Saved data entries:
○ ○ ○ ○ ○ ○ ○

//! Error taxonomy for scheduling requests.
//!
//! Every failure is terminal for the request that produced it: a failing
//! request yields no schedule at all.

use serde::{Deserialize, Serialize};
use thiserror::Error;

/// Result alias used by the scheduling entry points.
pub type ScheduleResult<T> = Result<T, ScheduleError>;

/// Scheduling failure.
#[derive(Error, Debug, Clone, PartialEq, Eq)]
pub enum ScheduleError {
    /// Malformed input, rejected before any scheduling work.
    #[error("Invalid request: {field}: {message}")]
    InvalidRequest { field: String, message: String },

    /// No task could be placed, or the solver proved there is no solution.
    #[error("Infeasible: {0}")]
    Infeasible(String),

    /// The solver failed or was handed a malformed model.
    #[error("Solver error: {0}")]
    SolverError(String),

    /// The solver hit its wall-clock limit, or its node limit before
    /// finding any solution.
    #[error("Solver budget exhausted after {elapsed_ms} ms")]
    SolverTimeout { elapsed_ms: u64 },
}

/// Machine-readable error kind.
#[derive(Debug, Clone, Copy, PartialEq, Eq, Hash, Serialize, Deserialize)]
#[serde(rename_all = "snake_case")]
pub enum ErrorKind {
    InvalidRequest,
    Infeasible,
    SolverError,
    SolverTimeout,
}

impl ScheduleError {
    /// Creates an `InvalidRequest` error for the given field.
    pub fn invalid(field: impl Into<String>, message: impl Into<String>) -> Self {
        Self::InvalidRequest {
            field: field.into(),
            message: message.into(),
        }
    }

    /// The machine-readable kind of this error.
    pub fn kind(&self) -> ErrorKind {
        match self {
            Self::InvalidRequest { .. } => ErrorKind::InvalidRequest,
            Self::Infeasible(_) => ErrorKind::Infeasible,
            Self::SolverError(_) => ErrorKind::SolverError,
            Self::SolverTimeout { .. } => ErrorKind::SolverTimeout,
        }
    }
}

impl ErrorKind {
    /// Stable string form, identical to the serialized value.
    pub fn as_str(&self) -> &'static str {
        match self {
            Self::InvalidRequest => "invalid_request",
            Self::Infeasible => "infeasible",
            Self::SolverError => "solver_error",
            Self::SolverTimeout => "solver_timeout",
        }
    }
}

#[cfg(test)]
mod tests {
    use super::*;

    #[test]
    fn test_error_kinds() {
        assert_eq!(
            ScheduleError::invalid("horizon", "must be >= 0").kind(),
            ErrorKind::InvalidRequest
        );
        assert_eq!(
            ScheduleError::Infeasible("none".into()).kind(),
            ErrorKind::Infeasible
        );
        assert_eq!(
            ScheduleError::SolverTimeout { elapsed_ms: 5 }.kind(),
            ErrorKind::SolverTimeout
        );
    }

    #[test]
    fn test_error_display() {
        let e = ScheduleError::invalid("tasks[1].duration", "must be positive");
        assert_eq!(
            e.to_string(),
            "Invalid request: tasks[1].duration: must be positive"
        );
    }

    #[test]
    fn test_kind_serialization_matches_as_str() {
        for kind in [
            ErrorKind::InvalidRequest,
            ErrorKind::Infeasible,
            ErrorKind::SolverError,
            ErrorKind::SolverTimeout,
        ] {
            let json = serde_json::to_string(&kind).unwrap();
            assert_eq!(json, format!("\"{}\"", kind.as_str()));
        }
    }
}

○ ○ ○ ○ ○ ○ ○

> [Task item] Copy the lines of the data above exactly as written, beginning with the line containing "pub enum ScheduleError" and ending with the line containing "Machine-readable error kind.", and leave out all other lines.

> [Reply]
pub enum ScheduleError {
    /// Malformed input, rejected before any scheduling work.
    #[error("Invalid request: {field}: {message}")]
    InvalidRequest { field: String, message: String },

    /// No task could be placed, or the solver proved there is no solution.
    #[error("Infeasible: {0}")]
    Infeasible(String),

    /// The solver failed or was handed a malformed model.
    #[error("Solver error: {0}")]
    SolverError(String),

    /// The solver hit its wall-clock limit, or its node limit before
    /// finding any solution.
    #[error("Solver budget exhausted after {elapsed_ms} ms")]
    SolverTimeout { elapsed_ms: u64 },
}

/// Machine-readable error kind.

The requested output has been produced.